▸ Assignment:
Nothing in the records below may change; print them all exactly.
____________
//! Sandboxed preview of stabilized content.
//!
//! The [`PreviewRenderer`] only ever sees stabilized content. It derives a
//! [`PreviewKey`] from that content and keeps the mounted sandbox context for
//! as long as the key is unchanged. Any change tears the context down and
//! mounts a fresh one, so scripts run once per stabilized version and no
//! execution state carries over between versions.
//!
//! # Render boundary
//!
//! Content is embedded in a host document as the `srcdoc` of an `<iframe>`
//! whose `sandbox` attribute is built from a [`SandboxPolicy`]. The policy
//! can grant scripts, forms, popups, and modal dialogs; there is no way to
//! grant same-origin access, so previewed content can never reach host
//! application state.

mod sandbox;
#[cfg(test)]
mod tests;

use std::fmt::Write as _;
use std::hash::{Hash, Hasher};
use std::sync::Arc;

use bitflags::bitflags;
use rustc_hash::FxHasher;
pub use sandbox::{HeadlessSandbox, PreviewSandbox};
use tracing::{debug, trace};

use crate::metrics::EngineMetrics;

bitflags! {
	/// Capabilities granted to previewed content.
	#[derive(Debug, Clone, Copy, PartialEq, Eq, Hash)]
	pub struct SandboxPolicy: u8 {
		/// Run embedded scripts.
		const SCRIPTS = 1 << 0;
		/// Submit forms.
		const FORMS = 1 << 1;
		/// Open popups and new windows.
		const POPUPS = 1 << 2;
		/// Show `alert`, `confirm`, and `prompt` dialogs.
		const MODALS = 1 << 3;
	}
}

impl SandboxPolicy {
	/// Policy for generated artifacts: everything the policy can express.
	pub const PREVIEW: Self = Self::all();

	/// Space-separated `sandbox` attribute tokens.
	pub fn attribute(self) -> String {
		const TOKENS: [(SandboxPolicy, &str); 4] = [
			(SandboxPolicy::SCRIPTS, "allow-scripts"),
			(SandboxPolicy::FORMS, "allow-forms"),
			(SandboxPolicy::POPUPS, "allow-popups"),
			(SandboxPolicy::MODALS, "allow-modals"),
		];
		TOKENS
			.iter()
			.filter(|(flag, _)| self.contains(*flag))
			.map(|(_, token)| *token)
			.collect::<Vec<_>>()
			.join(" ")
	}
}

impl Default for SandboxPolicy {
	fn default() -> Self {
		Self::PREVIEW
	}
}

/// Identity of a stabilized content version.
#[derive(Debug, Clone, Copy, PartialEq, Eq, Hash)]
pub struct PreviewKey {
	len: usize,
	hash: u64,
}

impl PreviewKey {
	pub fn of(content: &str) -> Self {
		let mut hasher = FxHasher::default();
		content.hash(&mut hasher);
		Self {
			len: content.len(),
			hash: hasher.finish(),
		}
	}

	pub fn len(&self) -> usize {
		self.len
	}

	pub fn is_empty(&self) -> bool {
		self.len == 0
	}
}

/// A document ready to be mounted into a sandbox.
#[derive(Debug, Clone, PartialEq, Eq)]
pub struct PreviewDocument {
	pub key: PreviewKey,
	pub policy: SandboxPolicy,
	pub content: String,
}

impl PreviewDocument {
	pub fn new(content: impl Into<String>, policy: SandboxPolicy) -> Self {
		let content = content.into();
		Self {
			key: PreviewKey::of(&content),
			policy,
			content,
		}
	}

	/// Host page embedding the content in a sandboxed frame.
	pub fn host_html(&self) -> String {
		let mut html = String::with_capacity(self.content.len() + 320);
		html.push_str("<!doctype html>\n<html>\n<head>\n<meta charset=\"utf-8\">\n");
		html.push_str(
			"<style>html,body{margin:0;height:100%}iframe{border:0;width:100%;height:100%}</style>\n",
		);
		html.push_str("</head>\n<body>\n");
		let _ = write!(
			html,
			"<iframe title=\"preview\" sandbox=\"{}\" srcdoc=\"",
			self.policy.attribute()
		);
		escape_attribute(&self.content, &mut html);
		html.push_str("\"></iframe>\n</body>\n</html>\n");
		html
	}
}

/// Escapes `value` for use inside a double-quoted HTML attribute.
pub fn escape_attribute(value: &str, out: &mut String) {
	for ch in value.chars() {
		match ch {
			'&' => out.push_str("&amp;"),
			'"' => out.push_str("&quot;"),
			'<' => out.push_str("&lt;"),
			'>' => out.push_str("&gt;"),
			_ => out.push(ch),
		}
	}
}

/// Result of a render request.
#[derive(Debug, Clone, Copy, PartialEq, Eq)]
pub enum RenderOutcome {
	/// A fresh sandbox context was mounted.
	Mounted,
	/// The mounted context already shows this content.
	Unchanged,
}

/// Keeps one sandbox context in step with stabilized content.
pub struct PreviewRenderer {
	sandbox: Box<dyn PreviewSandbox>,
	policy: SandboxPolicy,
	mounted: Option<PreviewKey>,
	metrics: Arc<EngineMetrics>,
}

impl std::fmt::Debug for PreviewRenderer {
	fn fmt(&self, f: &mut std::fmt::Formatter<'_>) -> std::fmt::Result {
		f.debug_struct("PreviewRenderer")
			.field("policy", &self.policy)
			.field("mounted", &self.mounted)
			.finish_non_exhaustive()
	}
}

impl PreviewRenderer {
	pub fn new(sandbox: Box<dyn PreviewSandbox>, metrics: Arc<EngineMetrics>) -> Self {
		Self::with_policy(sandbox, SandboxPolicy::PREVIEW, metrics)
	}

	pub fn with_policy(
		sandbox: Box<dyn PreviewSandbox>,
		policy: SandboxPolicy,
		metrics: Arc<EngineMetrics>,
	) -> Self {
		Self {
			sandbox,
			policy,
			mounted: None,
			metrics,
		}
	}

	pub fn policy(&self) -> SandboxPolicy {
		self.policy
	}

	pub fn mounted_key(&self) -> Option<PreviewKey> {
		self.mounted
	}

	/// Shows `stabilized`, remounting only if its key differs from the mounted one.
	pub fn render(&mut self, stabilized: &str) -> RenderOutcome {
		let key = PreviewKey::of(stabilized);
		if self.mounted == Some(key) {
			trace!(len = key.len(), "preview.unchanged");
			return RenderOutcome::Unchanged;
		}

		if self.mounted.take().is_some() {
			self.sandbox.teardown();
		}
		let document = PreviewDocument {
			key,
			policy: self.policy,
			content: stabilized.to_owned(),
		};
		self.sandbox.mount(&document);
		self.mounted = Some(key);
		self.metrics.inc_preview_mount();
		debug!(len = key.len(), hash = key.hash, "preview.mount");
		RenderOutcome::Mounted
	}

	/// Tears down the mounted context, if any.
	pub fn clear(&mut self) {
		if self.mounted.take().is_some() {
			self.sandbox.teardown();
			debug!("preview.clear");
		}
	}
}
____________
▸ Response to this task:
//! Sandboxed preview of stabilized content.
//!
//! The [`PreviewRenderer`] only ever sees stabilized content. It derives a
//! [`PreviewKey`] from that content and keeps the mounted sandbox context for
//! as long as the key is unchanged. Any change tears the context down and
//! mounts a fresh one, so scripts run once per stabilized version and no
//! execution state carries over between versions.
//!
//! # Render boundary
//!
//! Content is embedded in a host document as the `srcdoc` of an `<iframe>`
//! whose `sandbox` attribute is built from a [`SandboxPolicy`]. The policy
//! can grant scripts, forms, popups, and modal dialogs; there is no way to
//! grant same-origin access, so previewed content can never reach host
//! application state.

mod sandbox;
#[cfg(test)]
mod tests;

use std::fmt::Write as _;
use std::hash::{Hash, Hasher};
use std::sync::Arc;

use bitflags::bitflags;
use rustc_hash::FxHasher;
pub use sandbox::{HeadlessSandbox, PreviewSandbox};
use tracing::{debug, trace};

use crate::metrics::EngineMetrics;

bitflags! {
	/// Capabilities granted to previewed content.
	#[derive(Debug, Clone, Copy, PartialEq, Eq, Hash)]
	pub struct SandboxPolicy: u8 {
		/// Run embedded scripts.
		const SCRIPTS = 1 << 0;
		/// Submit forms.
		const FORMS = 1 << 1;
		/// Open popups and new windows.
		const POPUPS = 1 << 2;
		/// Show `alert`, `confirm`, and `prompt` dialogs.
		const MODALS = 1 << 3;
	}
}

impl SandboxPolicy {
	/// Policy for generated artifacts: everything the policy can express.
	pub const PREVIEW: Self = Self::all();

	/// Space-separated `sandbox` attribute tokens.
	pub fn attribute(self) -> String {
		const TOKENS: [(SandboxPolicy, &str); 4] = [
			(SandboxPolicy::SCRIPTS, "allow-scripts"),
			(SandboxPolicy::FORMS, "allow-forms"),
			(SandboxPolicy::POPUPS, "allow-popups"),
			(SandboxPolicy::MODALS, "allow-modals"),
		];
		TOKENS
			.iter()
			.filter(|(flag, _)| self.contains(*flag))
			.map(|(_, token)| *token)
			.collect::<Vec<_>>()
			.join(" ")
	}
}

impl Default for SandboxPolicy {
	fn default() -> Self {
		Self::PREVIEW
	}
}

/// Identity of a stabilized content version.
#[derive(Debug, Clone, Copy, PartialEq, Eq, Hash)]
pub struct PreviewKey {
	len: usize,
	hash: u64,
}

impl PreviewKey {
	pub fn of(content: &str) -> Self {
		let mut hasher = FxHasher::default();
		content.hash(&mut hasher);
		Self {
			len: content.len(),
			hash: hasher.finish(),
		}
	}

	pub fn len(&self) -> usize {
		self.len
	}

	pub fn is_empty(&self) -> bool {
		self.len == 0
	}
}

/// A document ready to be mounted into a sandbox.
#[derive(Debug, Clone, PartialEq, Eq)]
pub struct PreviewDocument {
	pub key: PreviewKey,
	pub policy: SandboxPolicy,
	pub content: String,
}

impl PreviewDocument {
	pub fn new(content: impl Into<String>, policy: SandboxPolicy) -> Self {
		let content = content.into();
		Self {
			key: PreviewKey::of(&content),
			policy,
			content,
		}
	}

	/// Host page embedding the content in a sandboxed frame.
	pub fn host_html(&self) -> String {
		let mut html = String::with_capacity(self.content.len() + 320);
		html.push_str("<!doctype html>\n<html>\n<head>\n<meta charset=\"utf-8\">\n");
		html.push_str(
			"<style>html,body{margin:0;height:100%}iframe{border:0;width:100%;height:100%}</style>\n",
		);
		html.push_str("</head>\n<body>\n");
		let _ = write!(
			html,
			"<iframe title=\"preview\" sandbox=\"{}\" srcdoc=\"",
			self.policy.attribute()
		);
		escape_attribute(&self.content, &mut html);
		html.push_str("\"></iframe>\n</body>\n</html>\n");
		html
	}
}

/// Escapes `value` for use inside a double-quoted HTML attribute.
pub fn escape_attribute(value: &str, out: &mut String) {
	for ch in value.chars() {
		match ch {
			'&' => out.push_str("&amp;"),
			'"' => out.push_str("&quot;"),
			'<' => out.push_str("&lt;"),
			'>' => out.push_str("&gt;"),
			_ => out.push(ch),
		}
	}
}

/// Result of a render request.
#[derive(Debug, Clone, Copy, PartialEq, Eq)]
pub enum RenderOutcome {
	/// A fresh sandbox context was mounted.
	Mounted,
	/// The mounted context already shows this content.
	Unchanged,
}

/// Keeps one sandbox context in step with stabilized content.
pub struct PreviewRenderer {
	sandbox: Box<dyn PreviewSandbox>,
	policy: SandboxPolicy,
	mounted: Option<PreviewKey>,
	metrics: Arc<EngineMetrics>,
}

impl std::fmt::Debug for PreviewRenderer {
	fn fmt(&self, f: &mut std::fmt::Formatter<'_>) -> std::fmt::Result {
		f.debug_struct("PreviewRenderer")
			.field("policy", &self.policy)
			.field("mounted", &self.mounted)
			.finish_non_exhaustive()
	}
}

impl PreviewRenderer {
	pub fn new(sandbox: Box<dyn PreviewSandbox>, metrics: Arc<EngineMetrics>) -> Self {
		Self::with_policy(sandbox, SandboxPolicy::PREVIEW, metrics)
	}

	pub fn with_policy(
		sandbox: Box<dyn PreviewSandbox>,
		policy: SandboxPolicy,
		metrics: Arc<EngineMetrics>,
	) -> Self {
		Self {
			sandbox,
			policy,
			mounted: None,
			metrics,
		}
	}

	pub fn policy(&self) -> SandboxPolicy {
		self.policy
	}

	pub fn mounted_key(&self) -> Option<PreviewKey> {
		self.mounted
	}

	/// Shows `stabilized`, remounting only if its key differs from the mounted one.
	pub fn render(&mut self, stabilized: &str) -> RenderOutcome {
		let key = PreviewKey::of(stabilized);
		if self.mounted == Some(key) {
			trace!(len = key.len(), "preview.unchanged");
			return RenderOutcome::Unchanged;
		}

		if self.mounted.take().is_some() {
			self.sandbox.teardown();
		}
		let document = PreviewDocument {
			key,
			policy: self.policy,
			content: stabilized.to_owned(),
		};
		self.sandbox.mount(&document);
		self.mounted = Some(key);
		self.metrics.inc_preview_mount();
		debug!(len = key.len(), hash = key.hash, "preview.mount");
		RenderOutcome::Mounted
	}

	/// Tears down the mounted context, if any.
	pub fn clear(&mut self) {
		if self.mounted.take().is_some() {
			self.sandbox.teardown();
			debug!("preview.clear");
		}
	}
}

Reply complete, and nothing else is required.